Kimbrel has a similar appreciation for Wagner and Saito.
“You can’t explain how much they help,” he said. “You just try to soak in everything they can teach you. We really didn’t know what we have until we see what other guys have gone through, and they say, ‘Hey, I didn’t have that when I was coming up.’
“I’m grateful and thankful for that.”
Venters was a workhorse whose performance rarely faltered. In an 86-game stretch from May 7 to Aug. 11, he made 47 appearances with a 0.92 ERA, allowing 27 hits and 18 walks with 56 strikeouts in 49 innings.
The Braves were 36-11 when he pitched in that stretch, and 18-22 when he didn’t. Wagner said he’d never seen any left-hander with stuff like Venters, who wore out hitters with 95-96 mph sinkers and hard sliders.
Kimbrel spent much of the season at Triple-A, but pitched enough in the majors to leave jaws dropped. He had command problems in the minors, and also during his first stint with the Braves.
After issuing eight walks in his first six games, Kimbrel reduced his walks to nine over his final 19 appearances, including postseason. He had 37 strikeouts and six hits allowed in 19-2/3 innings of that span.
“The second time he came back he was a lot of more comfortable,” O’Flaherty said, “just staying within himself and doing his thing… I don’t know how many he struck out, like 40 in 20 innings or something. You don’t do that [as a rookie]. But he did. He’s got the stuff to keep doing it, too.”
Atlanta’s 3.07 bullpen ERA ranked third in the majors, and its .221 opponents’ average and .628 OPS trailed only San Diego’s .220/.620.
The Braves signed veteran relievers Scott Linebrink and lefty George Sherrill, who join returning sidearmer Peter Moylan, O’Flaherty and Scott Proctor, who says he’s healthy after missing almost two full seasons for elbow problems.
They also claimed righty Anthony Varvaro off waivers from Seattle.
It’s a deep pitching staff, with a starting rotation feauring Tim Hudson, Derek Lowe, Tommy Hanson and Jair Jurrjens.
“As we speak right now you feel good about it,” first-year Braves manager Fredi Gonzalez said. “But you know how that is.”

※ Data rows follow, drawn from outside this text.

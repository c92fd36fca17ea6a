//! Centralized capacity and tuning constants.
//!
//! Everything that bounds the pool layer lives here so the memory story can
//! be audited in one place instead of being scattered through the code.

/// Default slot count for [`PoolOptions::default()`](crate::PoolOptions).
///
/// Sized for an engine-scale working set: a few thousand nodes covers deeply
/// nested expressions plus scratch trees for editing, while keeping the
/// default pool footprint small. Callers with bigger workloads pick their own
/// capacity through `PoolOptions`.
pub const DEFAULT_POOL_CAPACITY: usize = 4096;

/// Hard ceiling on a pool's slot count.
///
/// Relocation shifts and parent scans are linear in the pool size, so a pool
/// anywhere near this bound is already the wrong tool; the cap turns a
/// runaway capacity request into an immediate error instead of an opaque
/// slowdown later.
pub const MAX_POOL_CAPACITY: usize = 1 << 24;

/// Inline capacity for per-operation child scratch vectors.
///
/// Operations that collect direct children (destruction, child walks) stay
/// allocation-free up to this arity and spill to the heap beyond it. Eight
/// covers ordinary expression trees; argument lists occasionally exceed it.
pub const INLINE_CHILDREN: usize = 8;
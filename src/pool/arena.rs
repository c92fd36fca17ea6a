//! Slot storage and relocation primitives.
//!
//! `PoolState` owns every node in one fixed-capacity vector kept in preorder:
//! a node is immediately followed by its whole subtree, then by its next
//! sibling. Structural editing is expressed as relocation of contiguous slot
//! ranges; a move never duplicates memory, it shifts the slots in between and
//! re-registers every identifier whose position changed. The identifier index
//! is the single source of truth for resolving a handle to a slot.
//!
//! Every slot position returned by these methods is invalidated by any
//! mutation. Callers re-resolve by identifier after each call that can move
//! slots; caching a slot across a mutation is a correctness bug, not a
//! performance trick.

use rustc_hash::FxHashMap;
use smallvec::SmallVec;
use std::ops::Range;
use tracing::{debug, trace};

use super::node::{Node, NodeId, NodePayload};
use crate::limits;

/// Configuration for a new pool.
#[derive(Debug, Clone)]
pub struct PoolOptions {
    /// Number of node slots; fixed for the pool's lifetime.
    pub capacity: usize,
}

impl Default for PoolOptions {
    fn default() -> Self {
        PoolOptions {
            capacity: limits::DEFAULT_POOL_CAPACITY,
        }
    }
}

/// Raw slot store. Single-threaded; shared ownership and refcounting live in
/// the handle layer on top.
pub(crate) struct PoolState<P> {
    /// Live nodes in preorder. Length never exceeds `capacity`.
    slots: Vec<Node<P>>,
    /// identifier → current slot position.
    index: FxHashMap<NodeId, usize>,
    /// Next identifier to issue.
    next_id: u64,
    capacity: usize,
    /// Pool-eternal record backing handles from failed `create` calls.
    static_failure: Node<P>,
}
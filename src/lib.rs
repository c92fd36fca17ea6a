// Shared test fixtures - payload types and tree builders used across unit tests
#[cfg(test)]
#[path = "tests/test_fixtures.rs"]
pub mod test_fixtures;

// Centralized limits and thresholds
pub mod limits;

// Pool - fixed-capacity preorder slot store, relocation, refcounted handles
pub mod pool;
pub use pool::{NodeId, NodePayload, PoolOptions, TreeHandle, TreePool};
#[cfg(test)]
#[path = "tests/arena_tests.rs"]
mod arena_tests;
#[cfg(test)]
#[path = "tests/handle_tests.rs"]
mod handle_tests;
#[cfg(test)]
#[path = "tests/failure_tests.rs"]
mod failure_tests;

// Dump - flat, tree and JSON renderings of pool contents
pub mod dump;
#[cfg(test)]
#[path = "tests/dump_tests.rs"]
mod dump_tests;

// Tracing configuration (text / tree / JSON output for debugging)
pub mod tracing_config;
//! Fixed-capacity tree storage with relocation-stable handles.
//!
//! Every node of every tree lives in one preallocated pool, stored in
//! preorder so that a subtree is always one contiguous block of slots. The
//! pool compacts on every structural edit by relocating blocks, which means
//! a node's position is never stable; user code holds [`TreeHandle`]s, which
//! follow a node by identifier through every move. Handles are refcounted:
//! clone to retain, drop to release, last release reclaims the subtree.
//!
//! Allocation never panics on exhaustion. A `create` or `deep_copy` that
//! does not fit hands back a handle to an allocation-failure marker, and
//! attaching such a marker to a live tree converts the receiving node into
//! a marker too, so the failure travels up to whoever checks for it.
//!
//! # Example
//!
//! ```
//! use treepool::{NodePayload, TreePool};
//!
//! #[derive(Clone, Debug, PartialEq)]
//! enum Calc {
//!     Int(i64),
//!     Add,
//! }
//!
//! impl NodePayload for Calc {
//!     fn kind(&self) -> &'static str {
//!         match self {
//!             Calc::Int(_) => "int",
//!             Calc::Add => "add",
//!         }
//!     }
//! }
//!
//! let pool = TreePool::new();
//! let sum = pool.create(Calc::Add);
//! let one = pool.create(Calc::Int(1));
//! let two = pool.create(Calc::Int(2));
//! // add_child inserts at the front, so the tree is built back to front.
//! sum.add_child(&two);
//! sum.add_child(&one);
//! assert_eq!(sum.child_count(), 2);
//! assert_eq!(sum.child_at(0), one);
//! assert_eq!(one.payload(), Some(Calc::Int(1)));
//!
//! let copy = sum.deep_copy();
//! assert_eq!(copy.child_count(), 2);
//! assert_ne!(copy, sum);
//! ```

pub mod arena;
pub mod handle;
pub mod node;

pub use arena::PoolOptions;
pub use handle::{TreeHandle, TreePool};
pub use node::{NodeId, NodePayload};
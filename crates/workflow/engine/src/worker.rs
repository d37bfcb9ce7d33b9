//! Workers: poll a task queue and execute workflow and activity tasks
//!
//! A worker only executes task types registered in its
//! [`ImplementationRegistry`]. Workflow tasks replay the execution's history
//! and report the new commands; activity tasks run one attempt under its
//! start-to-close timeout. Any number of workers may poll the same queue.

use crate::activity::ActivityContext;
use crate::registration::ImplementationRegistry;
use crate::replay::{non_determinism_failure, run_workflow_task};
use crate::service::WorkflowService;
use crate::task_queue::Capabilities;
use std::any::Any;
use std::panic::AssertUnwindSafe;
use std::sync::Arc;
use std::time::Duration;
use tokio::sync::watch;
use tokio::task::JoinHandle;
use workflow_types::*;

/// Error type of the failure recorded when workflow logic panics
pub const WORKFLOW_PANIC_ERROR: &str = "WorkflowPanic";

/// Error type of the failure recorded when an activity attempt panics
pub const ACTIVITY_PANIC_ERROR: &str = "ActivityPanic";

/// Error type of the failure recorded when a workflow task cannot run
pub const WORKFLOW_TASK_ERROR: &str = "WorkflowTaskFailed";

#[derive(Clone)]
struct TaskProcessor {
    service: WorkflowService,
    task_queue: TaskQueueName,
    registry: Arc<ImplementationRegistry>,
}

impl TaskProcessor {
    async fn process(&self, entry: TaskQueueEntry, token: TaskToken) -> WorkflowResult<()> {
        match entry.kind {
            TaskKind::Workflow { key } => self.process_workflow_task(key, token).await,
            TaskKind::Activity { invocation, attempt } => {
                self.process_activity_task(invocation, attempt, token).await
            }
        }
    }

    async fn process_workflow_task(&self, key: ExecutionKey, token: TaskToken) -> WorkflowResult<()> {
        let task = match self.service.begin_workflow_task(&key).await {
            Ok(task) => task,
            Err(WorkflowError::NotRunning(_)) | Err(WorkflowError::RunNotFound(_)) => {
                tracing::debug!(execution = %key, "Workflow task for closed execution dropped");
                return self.ack(token);
            }
            Err(e) => return Err(e),
        };
        let definition = self.registry.workflow(&task.workflow_type)?;

        let run = std::panic::catch_unwind(AssertUnwindSafe(|| {
            run_workflow_task(
                definition.as_ref(),
                task.key.run_id.clone(),
                &task.history,
                task.task_time,
            )
        }));

        let reported = match run {
            Ok(Ok(outcome)) => {
                self.service
                    .complete_workflow_task(&task.key, task.task_id, outcome.commands)
                    .await
            }
            Ok(Err(error)) => {
                tracing::error!(execution = %task.key, error = %error, "Workflow task failed");
                let failure = match &error {
                    WorkflowError::NonDeterminism { .. } => non_determinism_failure(&error),
                    other => Failure::non_retryable(WORKFLOW_TASK_ERROR, other.to_string()),
                };
                self.service
                    .fail_workflow_task(&task.key, task.task_id, failure)
                    .await
            }
            Err(panic) => {
                let message = panic_message(panic.as_ref());
                tracing::error!(execution = %task.key, panic = %message, "Workflow logic panicked");
                self.service
                    .fail_workflow_task(
                        &task.key,
                        task.task_id,
                        Failure::non_retryable(WORKFLOW_PANIC_ERROR, message),
                    )
                    .await
            }
        };

        match reported {
            Err(WorkflowError::StaleTask(_)) | Err(WorkflowError::NotRunning(_)) => {
                tracing::debug!(execution = %task.key, "Workflow task result superseded");
            }
            other => other?,
        }
        self.ack(token)
    }

    async fn process_activity_task(
        &self,
        invocation: ActivityInvocationId,
        attempt: u32,
        token: TaskToken,
    ) -> WorkflowResult<()> {
        let (info, input, cancel) = match self.service.start_activity_task(&invocation, attempt).await {
            Ok(started) => started,
            Err(WorkflowError::StaleTask(reason)) => {
                tracing::debug!(invocation = %invocation, attempt, reason = %reason, "Activity task dropped");
                return self.ack(token);
            }
            Err(e) => return Err(e),
        };
        // From here the engine's start-to-close timer owns the attempt
        self.ack(token)?;

        let activity = self.registry.activity(&info.activity_type)?;
        let timeout = info.start_to_close_timeout;
        let ctx = ActivityContext::new(info, cancel);
        tracing::debug!(invocation = %invocation, attempt, "Activity attempt running");

        let mut handle = tokio::spawn(async move { activity.execute(ctx, input).await });
        let outcome = match tokio::time::timeout(timeout, &mut handle).await {
            Ok(Ok(outcome)) => outcome,
            Ok(Err(join_error)) => {
                tracing::error!(invocation = %invocation, attempt, error = %join_error, "Activity attempt panicked");
                Err(Failure::application(ACTIVITY_PANIC_ERROR, join_error.to_string()))
            }
            Err(_) => {
                handle.abort();
                tracing::warn!(invocation = %invocation, attempt, "Activity attempt abandoned after timeout");
                return Ok(());
            }
        };

        self.service
            .complete_activity_task(&invocation, attempt, outcome)
            .await
    }

    fn ack(&self, token: TaskToken) -> WorkflowResult<()> {
        match self.service.task_queues().ack(token) {
            Err(WorkflowError::StaleTask(reason)) => {
                tracing::debug!(token = %token, reason = %reason, "Acknowledged a redelivered task");
                Ok(())
            }
            other => other,
        }
    }
}

fn panic_message(panic: &(dyn Any + Send)) -> String {
    if let Some(message) = panic.downcast_ref::<&str>() {
        message.to_string()
    } else if let Some(message) = panic.downcast_ref::<String>() {
        message.clone()
    } else {
        "workflow logic panicked".to_string()
    }
}

async fn poll_loop(
    processor: TaskProcessor,
    capabilities: Capabilities,
    mut shutdown: watch::Receiver<bool>,
    poll_timeout: Duration,
) {
    loop {
        if *shutdown.borrow() {
            break;
        }
        let polled = tokio::select! {
            _ = shutdown.changed() => break,
            polled = processor.service.task_queues().poll(&processor.task_queue, &capabilities, poll_timeout) => polled,
        };
        if let Some((entry, token)) = polled {
            let entry_id = entry.entry_id;
            if let Err(e) = processor.process(entry, token).await {
                tracing::warn!(entry_id, error = %e, "Task processing failed");
            }
        }
    }
}

/// Polls one task queue with a fixed set of implementations
pub struct Worker {
    processor: TaskProcessor,
    shutdown: watch::Sender<bool>,
    pollers: Vec<JoinHandle<()>>,
}

impl Worker {
    pub fn new(
        service: WorkflowService,
        task_queue: impl Into<TaskQueueName>,
        registry: ImplementationRegistry,
    ) -> Self {
        let (shutdown, _) = watch::channel(false);
        Self {
            processor: TaskProcessor {
                service,
                task_queue: task_queue.into(),
                registry: Arc::new(registry),
            },
            shutdown,
            pollers: Vec::new(),
        }
    }

    pub fn task_queue(&self) -> &TaskQueueName {
        &self.processor.task_queue
    }

    /// Spawn the pollers; workflow and activity tasks get separate pools
    pub fn start(&mut self) {
        if !self.pollers.is_empty() {
            return;
        }
        let config = self.processor.service.config().worker.clone();
        let capabilities = self.processor.registry.capabilities();
        let poll_timeout = config.poll_timeout();

        let pools = [
            (
                capabilities.workflows_only(),
                self.processor.registry.workflow_count(),
                config.max_concurrent_workflow_tasks,
            ),
            (
                capabilities.activities_only(),
                self.processor.registry.activity_count(),
                config.max_concurrent_activity_tasks,
            ),
        ];
        for (caps, registered, pollers) in pools {
            if registered == 0 {
                continue;
            }
            for _ in 0..pollers.max(1) {
                self.pollers.push(tokio::spawn(poll_loop(
                    self.processor.clone(),
                    caps.clone(),
                    self.shutdown.subscribe(),
                    poll_timeout,
                )));
            }
        }
        tracing::info!(
            task_queue = %self.processor.task_queue,
            pollers = self.pollers.len(),
            workflows = self.processor.registry.workflow_count(),
            activities = self.processor.registry.activity_count(),
            "Worker started"
        );
    }

    /// Execute at most one task, waiting up to `timeout` for it.
    /// Returns whether a task was processed.
    pub async fn run_once(&self, timeout: Duration) -> WorkflowResult<bool> {
        let capabilities = self.processor.registry.capabilities();
        let polled = self
            .processor
            .service
            .task_queues()
            .poll(&self.processor.task_queue, &capabilities, timeout)
            .await;
        match polled {
            Some((entry, token)) => {
                self.processor.process(entry, token).await?;
                Ok(true)
            }
            None => Ok(false),
        }
    }

    /// Stop polling and wait for in-progress tasks to finish
    pub async fn shutdown(mut self) {
        let _ = self.shutdown.send(true);
        for poller in self.pollers.drain(..) {
            if let Err(e) = poller.await {
                tracing::warn!(error = %e, "Poller ended abnormally");
            }
        }
        tracing::info!(task_queue = %self.processor.task_queue, "Worker stopped");
    }
}

impl std::fmt::Debug for Worker {
    fn fmt(&self, f: &mut std::fmt::Formatter<'_>) -> std::fmt::Result {
        f.debug_struct("Worker")
            .field("task_queue", &self.processor.task_queue)
            .field("registry", &self.processor.registry)
            .field("pollers", &self.pollers.len())
            .finish()
    }
}
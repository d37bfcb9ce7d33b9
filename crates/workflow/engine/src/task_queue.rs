//! Task queues: pending workflow and activity tasks per named queue
//!
//! A poll hands out exactly one entry the poller is capable of executing.
//! The entry stays leased for the visibility timeout; if its delivery is not
//! acknowledged in time it returns to the front of the queue with a higher
//! delivery count, so a stalled worker's task reaches another worker.
//! Entries no registered worker can execute stay pending.

use chrono::Utc;
use std::collections::{HashMap, HashSet, VecDeque};
use std::sync::Mutex;
use std::time::Duration;
use tokio::sync::Notify;
use tokio::time::Instant;
use workflow_types::{TaskKind, TaskQueueEntry, TaskQueueName, TaskToken, WorkflowError, WorkflowResult};

/// Task types a poller is able to execute
#[derive(Clone, Debug, Default, PartialEq, Eq)]
pub struct Capabilities {
    workflows: HashSet<String>,
    activities: HashSet<String>,
}

impl Capabilities {
    pub fn new(
        workflows: impl IntoIterator<Item = String>,
        activities: impl IntoIterator<Item = String>,
    ) -> Self {
        Self {
            workflows: workflows.into_iter().collect(),
            activities: activities.into_iter().collect(),
        }
    }

    pub fn workflows_only(&self) -> Self {
        Self {
            workflows: self.workflows.clone(),
            activities: HashSet::new(),
        }
    }

    pub fn activities_only(&self) -> Self {
        Self {
            workflows: HashSet::new(),
            activities: self.activities.clone(),
        }
    }

    pub fn accepts_workflow(&self, workflow_type: &str) -> bool {
        self.workflows.contains(workflow_type)
    }

    pub fn accepts_activity(&self, activity_type: &str) -> bool {
        self.activities.contains(activity_type)
    }

    pub fn accepts(&self, entry: &TaskQueueEntry) -> bool {
        match entry.kind {
            TaskKind::Workflow { .. } => self.accepts_workflow(&entry.type_name),
            TaskKind::Activity { .. } => self.accepts_activity(&entry.type_name),
        }
    }

    pub fn is_empty(&self) -> bool {
        self.workflows.is_empty() && self.activities.is_empty()
    }
}

struct Lease {
    entry: TaskQueueEntry,
    expires_at: Instant,
}

#[derive(Default)]
struct QueueState {
    pending: HashMap<TaskQueueName, VecDeque<TaskQueueEntry>>,
    leases: HashMap<u64, Lease>,
    /// Entries already reported as having no capable poller
    unmatched_reported: HashSet<u64>,
    next_entry_id: u64,
}

impl QueueState {
    /// Return expired leases to the front of their queue
    fn reclaim_expired(&mut self, now: Instant) {
        let expired: Vec<u64> = self
            .leases
            .iter()
            .filter(|(_, lease)| lease.expires_at <= now)
            .map(|(id, _)| *id)
            .collect();
        for entry_id in expired {
            if let Some(lease) = self.leases.remove(&entry_id) {
                tracing::warn!(
                    entry_id,
                    task_queue = %lease.entry.queue,
                    deliveries = lease.entry.delivery_count,
                    "Task lease expired; redelivering"
                );
                self.pending
                    .entry(lease.entry.queue.clone())
                    .or_default()
                    .push_front(lease.entry);
            }
        }
    }

    fn take_matching(
        &mut self,
        queue: &TaskQueueName,
        capabilities: &Capabilities,
        visibility_timeout: Duration,
        now: Instant,
    ) -> Option<(TaskQueueEntry, TaskToken)> {
        let pending = self.pending.get_mut(queue)?;
        let position = pending.iter().position(|e| capabilities.accepts(e));

        for entry in pending.iter().take(position.unwrap_or(pending.len())) {
            if self.unmatched_reported.insert(entry.entry_id) {
                tracing::warn!(
                    entry_id = entry.entry_id,
                    task_queue = %queue,
                    type_name = %entry.type_name,
                    "No capable poller for task; leaving it pending"
                );
            }
        }

        let mut entry = pending.remove(position?)?;
        entry.delivery_count += 1;
        let token = TaskToken {
            entry_id: entry.entry_id,
            delivery: entry.delivery_count,
        };
        self.unmatched_reported.remove(&entry.entry_id);
        self.leases.insert(
            entry.entry_id,
            Lease {
                entry: entry.clone(),
                expires_at: now + visibility_timeout,
            },
        );
        Some((entry, token))
    }

    fn next_expiry(&self) -> Option<Instant> {
        self.leases.values().map(|l| l.expires_at).min()
    }
}

/// All task queues of a service
pub struct TaskQueues {
    state: Mutex<QueueState>,
    notify: Notify,
    visibility_timeout: Duration,
}

impl TaskQueues {
    pub fn new(visibility_timeout: Duration) -> Self {
        Self {
            state: Mutex::new(QueueState::default()),
            notify: Notify::new(),
            visibility_timeout,
        }
    }

    fn lock(&self) -> std::sync::MutexGuard<'_, QueueState> {
        self.state.lock().unwrap_or_else(|poisoned| poisoned.into_inner())
    }

    /// Add a task to the back of `queue`
    pub fn push(&self, queue: &TaskQueueName, kind: TaskKind, type_name: impl Into<String>) -> u64 {
        let entry_id = {
            let mut state = self.lock();
            let entry_id = state.next_entry_id;
            state.next_entry_id += 1;
            let entry = TaskQueueEntry {
                entry_id,
                queue: queue.clone(),
                kind,
                type_name: type_name.into(),
                enqueued_at: Utc::now(),
                delivery_count: 0,
            };
            tracing::trace!(entry_id, task_queue = %queue, type_name = %entry.type_name, "Task enqueued");
            state.pending.entry(queue.clone()).or_default().push_back(entry);
            entry_id
        };
        self.notify.notify_waiters();
        entry_id
    }

    /// Take one task without waiting
    pub fn try_poll(
        &self,
        queue: &TaskQueueName,
        capabilities: &Capabilities,
    ) -> Option<(TaskQueueEntry, TaskToken)> {
        let now = Instant::now();
        let mut state = self.lock();
        state.reclaim_expired(now);
        state.take_matching(queue, capabilities, self.visibility_timeout, now)
    }

    /// Wait up to `timeout` for a task this poller can execute
    pub async fn poll(
        &self,
        queue: &TaskQueueName,
        capabilities: &Capabilities,
        timeout: Duration,
    ) -> Option<(TaskQueueEntry, TaskToken)> {
        let deadline = Instant::now() + timeout;
        loop {
            let notified = self.notify.notified();
            tokio::pin!(notified);
            notified.as_mut().enable();

            if let Some(task) = self.try_poll(queue, capabilities) {
                return Some(task);
            }
            if Instant::now() >= deadline {
                return None;
            }

            let wake_at = match self.lock().next_expiry() {
                Some(expiry) => expiry.min(deadline),
                None => deadline,
            };
            tokio::select! {
                _ = &mut notified => {}
                _ = tokio::time::sleep_until(wake_at) => {}
            }
        }
    }

    /// Acknowledge a delivery, removing the entry for good
    pub fn ack(&self, token: TaskToken) -> WorkflowResult<()> {
        let mut state = self.lock();
        match state.leases.get(&token.entry_id) {
            Some(lease) if lease.entry.delivery_count == token.delivery => {
                state.leases.remove(&token.entry_id);
                tracing::trace!(token = %token, "Task acknowledged");
                Ok(())
            }
            _ => Err(WorkflowError::StaleTask(format!(
                "delivery {} is no longer leased",
                token
            ))),
        }
    }

    /// Entries waiting on `queue`, excluding leased ones
    pub fn pending_len(&self, queue: &TaskQueueName) -> usize {
        self.lock().pending.get(queue).map_or(0, VecDeque::len)
    }

    pub fn leased_len(&self) -> usize {
        self.lock().leases.len()
    }
}

impl std::fmt::Debug for TaskQueues {
    fn fmt(&self, f: &mut std::fmt::Formatter<'_>) -> std::fmt::Result {
        f.debug_struct("TaskQueues")
            .field("visibility_timeout", &self.visibility_timeout)
            .finish_non_exhaustive()
    }
}
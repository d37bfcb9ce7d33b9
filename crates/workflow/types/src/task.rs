//! Task queue entries and delivery tokens

use crate::{ActivityInvocationId, ExecutionKey, TaskQueueName};
use chrono::{DateTime, Utc};
use serde::{Deserialize, Serialize};

/// The work a task queue entry stands for
#[derive(Clone, Debug, PartialEq, Eq, Serialize, Deserialize)]
pub enum TaskKind {
    /// Run the workflow logic of an execution against its history
    Workflow { key: ExecutionKey },
    /// Run one attempt of an activity invocation
    Activity {
        invocation: ActivityInvocationId,
        attempt: u32,
    },
}

impl TaskKind {
    pub fn is_workflow(&self) -> bool {
        matches!(self, Self::Workflow { .. })
    }
}

/// A pending unit of work on a named queue
#[derive(Clone, Debug, PartialEq, Serialize, Deserialize)]
pub struct TaskQueueEntry {
    pub entry_id: u64,
    pub queue: TaskQueueName,
    pub kind: TaskKind,
    /// Workflow or activity type name used for capability matching
    pub type_name: String,
    pub enqueued_at: DateTime<Utc>,
    /// How many times this entry has been handed to a worker
    pub delivery_count: u32,
}

/// Identifies one delivery of an entry; acknowledging needs the current one
#[derive(Clone, Copy, Debug, PartialEq, Eq, Hash, Serialize, Deserialize)]
pub struct TaskToken {
    pub entry_id: u64,
    pub delivery: u32,
}

impl std::fmt::Display for TaskToken {
    fn fmt(&self, f: &mut std::fmt::Formatter<'_>) -> std::fmt::Result {
        write!(f, "task-{}.{}", self.entry_id, self.delivery)
    }
}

He was alluding to injuries, which can change an outlook quickly. Health could be a factor for a staff with several pitchers who’ve pitched a lot of innings and/or had arm surgery in recent years.
Asked about bullpen depth, Gonzalez began again with that qualifier.
“If everybody’s healthy,” he said. “You’ve got a pretty good mixture of some veteran guys, and a good mixture of some younger players that experienced the pennant race last year.
“If everything works well, it’s a pretty good [bullpen].”